クローズドループステッピングモータは、従来のステッピングモータの制御性とサーボモータの安定性を組み合わせた高性能な駆動装置です。一般的なオープンループ制御のステッピングモータは、構造が簡単で制御しやすい一方、負荷変動や高速運転時に脱調が発生する可能性があります。これに対して、クローズドループステッピングモータはエンコーダなどのフィードバック装置を用いて位置情報を常に監視し、必要に応じて補正を行います。そのため、高精度、高効率、低発熱といった多くの利点を持ち、自動化設備や精密機械の分野で幅広く使用されています。本稿では、その性能と特徴について詳しく説明します。

1. 高い位置決め精度を持っています

クローズドループステッピングモータの大きな特徴の一つは、高い位置決め精度を実現できることです。エンコーダから得られる位置情報をもとに、実際の回転位置と指令値との差を常に確認しながら制御します。

この仕組みによって、負荷変動や外乱が発生した場合でも、モータは自動的に補正動作を行います。その結果、位置ずれを最小限に抑えることができ、精密な位置決めが求められる装置に適しています。特に、搬送装置、加工設備、半導体製造装置などでは、この高精度な性能が大きなメリットになります。

 



2. 脱調を防ぎやすいという利点があります

従来のオープンループ型ステッピングモータでは、急加速や過負荷によって脱調が発生することがあります。脱調が起きると、指令した位置と実際の位置にずれが生じ、装置の精度や安定性に悪影響を与えます。

一方、クローズドループステッピングモータは、フィードバック制御によって実際の動作を常時監視しているため、脱調の発生を大幅に抑えることができます。仮に負荷の影響で遅れが出た場合でも、制御系が補正を行うため、安定した運転を維持しやすくなります。これにより、生産設備の信頼性向上にもつながります。




3. 発熱と消費電力を抑えやすいです

オープンループ型のステッピングモータは、必要以上の電流を流してトルクを確保する場合が多く、その結果として発熱が大きくなる傾向があります。発熱が大きいと、モータ本体の寿命や周辺部品への影響も懸念されます。
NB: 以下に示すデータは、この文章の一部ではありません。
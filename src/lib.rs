//! Tollgate - Tiered Request Rate Limiting
//!
//! This crate decides whether an inbound request may proceed based on how
//! many requests the same caller made recently. Callers are grouped into
//! subscription tiers with their own quotas, limits are evaluated with a
//! fixed window, sliding window or token bucket algorithm over pluggable
//! storage, and results are rendered as standard rate limit headers.

pub mod clock;
pub mod config;
pub mod error;
pub mod headers;
pub mod ratelimit;
pub mod request;
pub mod tier;

pub use clock::{Clock, ManualClock, SystemClock};
pub use config::{FailurePolicy, HeaderConfig, TollgateConfig};
pub use error::{Result, TollgateError};
pub use ratelimit::{LimitConfig, RateLimitManager, RateLimitResult};
pub use request::{Identity, Principal, RequestContext, RequestInfo};
pub use tier::{TierManager, TierResolver};
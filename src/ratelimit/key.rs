//! Storage key derivation.
//!
//! A key is `{prefix}:{identity}:{tier}:{window}:{attempts}:{algorithm}`.
//! Everything after the identity describes the declaration itself, so two
//! limits on the same caller never read or write each other's state, even
//! when they share a window.

use crate::request::RequestContext;

use super::limit::{KeyBy, LimitConfig};

/// Default namespace for every key written to storage.
pub const DEFAULT_KEY_PREFIX: &str = "rate_limit";

/// Builds storage keys for limits.
#[derive(Debug, Clone)]
pub struct KeyBuilder {
    prefix: String,
}

impl KeyBuilder {
    pub fn new(prefix: impl Into<String>) -> Self {
        Self {
            prefix: prefix.into(),
        }
    }

    /// Full storage key for evaluating `limit` against `request` in `tier`.
    pub fn build<R: RequestContext + ?Sized>(
        &self,
        request: &R,
        limit: &LimitConfig,
        tier: &str,
    ) -> String {
        let identity = match (&limit.key, limit.by) {
            (Some(pattern), _) => resolve_pattern(pattern, request, tier),
            (None, KeyBy::Ip) | (None, KeyBy::Custom) => format!("ip:{}", request.client_ip()),
            (None, KeyBy::User) => match request.principal().and_then(|p| p.id()) {
                Some(id) => format!("user:{}", id),
                None => format!("ip:{}", request.client_ip()),
            },
            (None, KeyBy::Endpoint) => format!(
                "endpoint:{}:{}:{}",
                request.method(),
                request.path(),
                caller_identifier(request)
            ),
        };

        format!(
            "{}:{}:{}:{}:{}:{}",
            self.prefix, identity, tier, limit.window_secs, limit.attempts, limit.algorithm
        )
    }
}

impl Default for KeyBuilder {
    fn default() -> Self {
        Self::new(DEFAULT_KEY_PREFIX)
    }
}

/// The principal id when authenticated, otherwise the client IP.
fn caller_identifier<R: RequestContext + ?Sized>(request: &R) -> String {
    request
        .principal()
        .and_then(|p| p.id())
        .unwrap_or_else(|| request.client_ip().to_string())
}

/// Substitute `{ip}`, `{user}`, `{path}`, `{method}` and `{tier}` in a
/// custom key pattern. Unknown placeholders are left as written.
pub fn resolve_pattern<R: RequestContext + ?Sized>(pattern: &str, request: &R, tier: &str) -> String {
    let mut resolved = String::with_capacity(pattern.len() + 16);
    let mut rest = pattern;

    while let Some(open) = rest.find('{') {
        resolved.push_str(&rest[..open]);
        let after = &rest[open..];
        let Some(close) = after.find('}') else {
            rest = after;
            break;
        };

        match &after[1..close] {
            "ip" => resolved.push_str(request.client_ip()),
            "user" => resolved.push_str(&caller_identifier(request)),
            "path" => resolved.push_str(request.path()),
            "method" => resolved.push_str(request.method()),
            "tier" => resolved.push_str(tier),
            _ => resolved.push_str(&after[..=close]),
        }
        rest = &after[close + 1..];
    }

    resolved.push_str(rest);
    resolved
}
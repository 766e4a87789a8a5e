//! Error types for Tollgate.

use thiserror::Error;

/// Main error type for Tollgate operations.
#[derive(Error, Debug)]
pub enum TollgateError {
    /// Configuration-related errors
    #[error("Configuration error: {0}")]
    Config(String),

    /// A limit declaration that can never be evaluated
    #[error("Invalid limit: {0}")]
    InvalidLimit(String),

    /// Storage backend errors
    #[error("Storage error: {0}")]
    Storage(String),

    /// Stored state could not be encoded or decoded
    #[error("Serialization error: {0}")]
    Serialization(#[from] serde_json::Error),

    /// I/O errors
    #[error("I/O error: {0}")]
    Io(#[from] std::io::Error),
}

/// Result type alias for Tollgate operations.
pub type Result<T> = std::result::Result<T, TollgateError>;
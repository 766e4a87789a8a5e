//! Configuration management for Tollgate.

use std::collections::BTreeMap;
use std::path::Path;

use serde::{Deserialize, Serialize};
use tracing::info;

use crate::error::{Result, TollgateError};
use crate::ratelimit::{LimitConfig, LimitDeclaration, DEFAULT_KEY_PREFIX};
use crate::tier::{default_tiers, TierDefinition, TierManager, FREE};

/// Prefix of environment variables that override file settings.
pub const ENV_PREFIX: &str = "TOLLGATE";

/// Main configuration for Tollgate.
#[derive(Debug, Clone, Serialize, Deserialize)]
pub struct TollgateConfig {
    /// Limit applied when neither the route nor the tier declares any
    #[serde(default = "default_fallback_limit")]
    pub default_limit: LimitDeclaration,

    /// Tier policies, keyed by tier name
    #[serde(default = "default_tiers")]
    pub tiers: BTreeMap<String, TierDefinition>,

    /// Tier whose limits apply to undefined tiers
    #[serde(default = "default_baseline_tier")]
    pub baseline_tier: String,

    /// Which header families to emit
    #[serde(default)]
    pub headers: HeaderConfig,

    /// What to do when storage fails during evaluation
    #[serde(default)]
    pub failure_policy: FailurePolicy,

    /// Namespace for every storage key
    #[serde(default = "default_key_prefix")]
    pub key_prefix: String,
}

impl Default for TollgateConfig {
    fn default() -> Self {
        Self {
            default_limit: default_fallback_limit(),
            tiers: default_tiers(),
            baseline_tier: default_baseline_tier(),
            headers: HeaderConfig::default(),
            failure_policy: FailurePolicy::default(),
            key_prefix: default_key_prefix(),
        }
    }
}

fn default_fallback_limit() -> LimitDeclaration {
    LimitDeclaration::new(60, 60)
}

fn default_baseline_tier() -> String {
    FREE.to_string()
}

fn default_key_prefix() -> String {
    DEFAULT_KEY_PREFIX.to_string()
}

/// Header families written on responses.
#[derive(Debug, Clone, Copy, PartialEq, Eq, Serialize, Deserialize)]
pub struct HeaderConfig {
    /// `X-RateLimit-*`
    #[serde(default = "default_true")]
    pub include_legacy: bool,

    /// `RateLimit-*` and `RateLimit-Policy`
    #[serde(default = "default_true")]
    pub include_ietf: bool,
}

impl Default for HeaderConfig {
    fn default() -> Self {
        Self {
            include_legacy: true,
            include_ietf: true,
        }
    }
}

fn default_true() -> bool {
    true
}

/// Behaviour when the storage backend fails mid-evaluation.
#[derive(Debug, Clone, Copy, PartialEq, Eq, Default, Serialize, Deserialize)]
#[serde(rename_all = "lowercase")]
pub enum FailurePolicy {
    /// Let the request through and log the failure
    #[default]
    Open,
    /// Deny the request until storage recovers
    Closed,
}

impl TollgateConfig {
    /// Load configuration from a YAML string.
    pub fn from_yaml(yaml: &str) -> Result<Self> {
        let config: TollgateConfig = serde_yaml::from_str(yaml)
            .map_err(|e| TollgateError::Config(format!("Failed to parse configuration: {}", e)))?;
        config.validate()?;
        Ok(config)
    }

    /// Load configuration from a YAML file.
    pub fn from_file<P: AsRef<Path>>(path: P) -> Result<Self> {
        let path = path.as_ref();
        info!(path = %path.display(), "Loading rate limit configuration");

        let contents = std::fs::read_to_string(path)?;
        Self::from_yaml(&contents)
    }

    /// Load a file and layer `TOLLGATE__*` environment variables on top,
    /// e.g. `TOLLGATE__FAILURE_POLICY=closed`.
    pub fn load<P: AsRef<Path>>(path: P) -> Result<Self> {
        let path = path.as_ref();
        info!(path = %path.display(), "Loading layered configuration");

        let config: TollgateConfig = ::config::Config::builder()
            .add_source(::config::File::from(path).format(::config::FileFormat::Yaml))
            .add_source(::config::Environment::with_prefix(ENV_PREFIX).separator("__"))
            .build()
            .and_then(|layered| layered.try_deserialize())
            .map_err(|e| TollgateError::Config(e.to_string()))?;

        config.validate()?;
        Ok(config)
    }

    /// Check every declared limit so that bad configuration fails at load
    /// time rather than per request.
    pub fn validate(&self) -> Result<()> {
        self.default_limit()?;
        self.tier_manager()?;
        if self.key_prefix.trim().is_empty() {
            return Err(TollgateError::Config("key_prefix must not be empty".to_string()));
        }
        Ok(())
    }

    /// The validated global fallback limit.
    pub fn default_limit(&self) -> Result<LimitConfig> {
        self.default_limit
            .clone()
            .into_limit()
            .map_err(|e| TollgateError::Config(format!("default_limit: {}", e)))
    }

    /// Build the tier manager described by this configuration.
    pub fn tier_manager(&self) -> Result<TierManager> {
        TierManager::new(&self.tiers, &self.baseline_tier)
    }
}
クローズドループステッピングモータでは、負荷状況に応じて必要な電流を適切に調整できるため、無駄な電力消費を抑えやすくなります。その結果、発熱も少なくなり、エネルギー効率の向上が期待できます。長時間運転を行う自動化設備では、この省エネルギー性は非常に重要な特徴です。

4. 高速運転時でも安定しやすいです

一般的なステッピングモータは、速度が上がるにつれてトルクが低下しやすく、高速域では不安定になることがあります。そのため、高速での連続運転が必要な用途では制約が生じる場合があります。

しかし、クローズドループステッピングモータは、フィードバック制御によって運転状態を最適化できるため、高速域でも比較的安定した動作を実現しやすいです。これにより、位置決め性能を維持しながら速度を高めることが可能になり、生産性向上にも貢献します。高速搬送や連続動作が必要な機器において、特に大きな効果を発揮します。

5. 振動や騒音を低減しやすいです

ステッピングモータは、動作原理上、低速域や特定の共振条件で振動や騒音が発生しやすいという課題があります。これらは装置の動作品質や周辺環境に悪影響を与えることがあります。

クローズドループ制御では、回転状態を細かく監視しながら制御を最適化できるため、不要な振動や共振を抑えやすくなります。その結果、運転音も小さくなり、より滑らかな動作が可能になります。静音性や安定性が求められる医療機器、検査装置、精密搬送機器などに適している理由の一つです。

6. サーボモータと比較して導入しやすい場合があります

クローズドループステッピングモータは、サーボモータに近い性能を持ちながら、用途によっては比較的導入しやすいという特徴があります。制御方式や構成が比較的シンプルであり、必要以上に複雑なシステムを組まずに高性能化を図れる場合があります。

また、中低速域での位置決め用途では、サーボモータほど大がかりな構成を必要としないこともあり、コストと性能のバランスに優れています。そのため、精度、安定性、コストのバランスを重視する装置において、有力な選択肢となっています。

まとめ

クローズドループステッピングモータは、高い位置決め精度、脱調防止、省エネルギー性、高速安定性、低振動・低騒音といった優れた特徴を持っています。従来のステッピングモータの弱点を補いながら、サーボモータに近い性能を実現できる点が大きな魅力です。そのため、自動化設備、精密機器、搬送装置など、さまざまな分野で活用が進んでいます。用途に応じて適切に選定すれば、設備の性能向上と安定運転に大きく貢献するでしょう。